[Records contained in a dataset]
────────

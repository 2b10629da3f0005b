use std::sync::Arc;

use chrono::{DateTime, Utc};
use memory_graph_schemas::Memory;
use tracing::{debug, warn};

use crate::annotator::Annotator;
use crate::error::Result;
use crate::identity;
use crate::ledger::{EntityLedger, RelationshipLedger};
use crate::store::GraphStore;

/// Base importance of every memory.
const IMPORTANCE_BASE: f64 = 0.5;
/// Importance added per collected entity id, capped.
const ENTITY_DENSITY_WEIGHT: f64 = 0.1;
const ENTITY_DENSITY_CAP: f64 = 0.3;
/// Importance added per 1000 chars of content, capped.
const LENGTH_SCALE: f64 = 1000.0;
const LENGTH_CAP: f64 = 0.2;

/// Orchestrates one ingestion: annotator output flows through the entity
/// and relationship ledgers, then a Memory record is assembled and
/// persisted. Writes are best-effort; a failed sub-step is logged and its
/// effect dropped, never aborting the weave.
pub struct MemoryWeaver {
    annotator: Arc<dyn Annotator>,
    entities: EntityLedger,
    relationships: RelationshipLedger,
}

impl MemoryWeaver {
    pub fn new(annotator: Arc<dyn Annotator>) -> Self {
        Self {
            annotator,
            entities: EntityLedger::new(),
            relationships: RelationshipLedger::new(),
        }
    }

    /// Weave one fragment into the graph and return the Memory record
    /// built from whatever sub-steps succeeded.
    pub fn weave(
        &self,
        store: &GraphStore,
        content: &str,
        context_tags: Vec<String>,
        now: DateTime<Utc>,
    ) -> Result<Memory> {
        // Entities first, in extraction order. Duplicate mentions append
        // their id again; each mention reinforces the ledger record.
        let candidates = self.annotator.extract_entities(content);
        let mut entity_ids = Vec::new();
        let mut entity_names = Vec::new();
        for candidate in &candidates {
            match self.entities.upsert(
                store,
                &candidate.name,
                &candidate.entity_type,
                &candidate.context,
                now,
            ) {
                Ok(id) => {
                    entity_ids.push(id);
                    entity_names.push(candidate.name.clone());
                }
                Err(e) => warn!("Dropping entity '{}' from weave: {}", candidate.name, e),
            }
        }

        let mut relationship_ids = Vec::new();
        for candidate in self
            .annotator
            .extract_relationships(content, &entity_names)
        {
            let source = identity::entity_id(&candidate.source);
            let target = identity::entity_id(&candidate.target);
            match self.relationships.upsert(
                store,
                &source,
                &target,
                &candidate.relation_type,
                &candidate.context,
                now,
            ) {
                Ok(id) => relationship_ids.push(id),
                Err(e) => warn!(
                    "Dropping relationship {} -[{}]-> {} from weave: {}",
                    candidate.source, candidate.relation_type, candidate.target, e
                ),
            }
        }

        let memory = Memory {
            id: identity::memory_id(content, now),
            content: content.to_string(),
            importance: memory_importance(content, entity_ids.len()),
            entities: entity_ids,
            relationships: relationship_ids,
            timestamp: now,
            context_tags,
        };

        if let Err(e) = store.insert_memory(&memory) {
            warn!("Memory {} not persisted: {}", memory.id, e);
        }

        debug!(
            "Wove memory {} ({} entities, {} relationships, importance {:.3})",
            memory.id,
            memory.entities.len(),
            memory.relationships.len(),
            memory.importance
        );
        Ok(memory)
    }
}

/// Memory importance: base plus a capped entity-density term and a capped
/// length term. Always in `[0.5, 1.0]`.
pub fn memory_importance(content: &str, entity_count: usize) -> f64 {
    let entity_boost = (ENTITY_DENSITY_WEIGHT * entity_count as f64).min(ENTITY_DENSITY_CAP);
    let length_boost = (content.chars().count() as f64 / LENGTH_SCALE).min(LENGTH_CAP);
    IMPORTANCE_BASE + entity_boost + length_boost
}

#[cfg(test)]
mod tests {
    use super::*;
    use chrono::TimeZone;
    use memory_graph_schemas::{EntityCandidate, RelationshipCandidate};

    /// Fixed-output annotator for exercising the weaver without pattern
    /// matching in the way.
    struct StubAnnotator {
        entities: Vec<EntityCandidate>,
        relationships: Vec<RelationshipCandidate>,
    }

    impl Annotator for StubAnnotator {
        fn extract_entities(&self, _text: &str) -> Vec<EntityCandidate> {
            self.entities.clone()
        }

        fn extract_relationships(
            &self,
            _text: &str,
            _known_entities: &[String],
        ) -> Vec<RelationshipCandidate> {
            self.relationships.clone()
        }

        fn similarity(&self, _a: &str, _b: &str) -> f64 {
            0.0
        }
    }

    fn candidate(name: &str) -> EntityCandidate {
        EntityCandidate {
            name: name.to_string(),
            entity_type: "CONCEPT".to_string(),
            context: format!("{} in context", name),
        }
    }

    fn assert_close(actual: f64, expected: f64) {
        assert!(
            (actual - expected).abs() < 1e-9,
            "expected {expected}, got {actual}"
        );
    }

    #[test]
    fn test_importance_bounds_and_caps() {
        // Floor: no entities, empty content.
        assert_close(memory_importance("", 0), 0.5);

        // Entity term grows then caps at 0.3.
        assert_close(memory_importance("", 1), 0.6);
        assert_close(memory_importance("", 2), 0.7);
        assert_close(memory_importance("", 3), 0.8);
        assert_close(memory_importance("", 4), 0.8);
        assert_close(memory_importance("", 100), 0.8);

        // Length term grows then caps at 0.2.
        let short = "x".repeat(100);
        assert_close(memory_importance(&short, 0), 0.6);
        let long = "x".repeat(5000);
        assert_close(memory_importance(&long, 0), 0.7);

        // Ceiling.
        assert_close(memory_importance(&long, 100), 1.0);
    }

    #[test]
    fn test_weave_collects_ids_in_order_with_duplicates() {
        let store = GraphStore::in_memory().unwrap();
        let annotator = StubAnnotator {
            entities: vec![candidate("Google"), candidate("John"), candidate("Google")],
            relationships: vec![RelationshipCandidate {
                source: "John".to_string(),
                target: "Google".to_string(),
                relation_type: "WORKS_AT".to_string(),
                context: "John works at Google".to_string(),
            }],
        };
        let weaver = MemoryWeaver::new(Arc::new(annotator));

        let now = Utc.with_ymd_and_hms(2025, 1, 1, 0, 0, 0).unwrap();
        let memory = weaver
            .weave(&store, "John works at Google, Google again", vec![], now)
            .unwrap();

        // Extraction order preserved, duplicate Google kept.
        assert_eq!(memory.entities.len(), 3);
        assert_eq!(memory.entities[0], memory.entities[2]);
        assert_eq!(memory.entities[0], identity::entity_id("Google"));
        assert_eq!(memory.entities[1], identity::entity_id("John"));
        assert_eq!(memory.relationships.len(), 1);

        // The double mention reinforced the single Google record.
        let google = store
            .get_entity(&identity::entity_id("Google"))
            .unwrap()
            .unwrap();
        assert_eq!(google.access_count, 2);
        assert_eq!(store.stats().unwrap().entities, 2);

        // Memory was persisted.
        assert_eq!(store.stats().unwrap().memories, 1);
        // Duplicates count toward the density term: 0.5 + 0.3 + len/1000.
        assert!(memory.importance > 0.8 && memory.importance <= 1.0);
    }

    #[test]
    fn test_same_content_distinct_instants_distinct_memories() {
        let store = GraphStore::in_memory().unwrap();
        let annotator = StubAnnotator {
            entities: vec![],
            relationships: vec![],
        };
        let weaver = MemoryWeaver::new(Arc::new(annotator));

        let t1 = Utc.with_ymd_and_hms(2025, 1, 1, 0, 0, 0).unwrap();
        let t2 = Utc.with_ymd_and_hms(2025, 1, 1, 0, 0, 1).unwrap();
        let a = weaver.weave(&store, "same fragment", vec![], t1).unwrap();
        let b = weaver.weave(&store, "same fragment", vec![], t2).unwrap();

        assert_ne!(a.id, b.id);
        assert_eq!(store.stats().unwrap().memories, 2);
    }
}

────────

• **What you will do**: Begin at the first line of the entries above and copy every line exactly, ending with the line that contains "const ENTITY_DENSITY_WEIGHT: f64 = 0.1;".

• **Output for this exercise**:
repository 2b10629da3f0005b
use std::sync::Arc;

use chrono::{DateTime, Utc};
use memory_graph_schemas::Memory;
use tracing::{debug, warn};

use crate::annotator::Annotator;
use crate::error::Result;
use crate::identity;
use crate::ledger::{EntityLedger, RelationshipLedger};
use crate::store::GraphStore;

/// Base importance of every memory.
const IMPORTANCE_BASE: f64 = 0.5;
/// Importance added per collected entity id, capped.
const ENTITY_DENSITY_WEIGHT: f64 = 0.1;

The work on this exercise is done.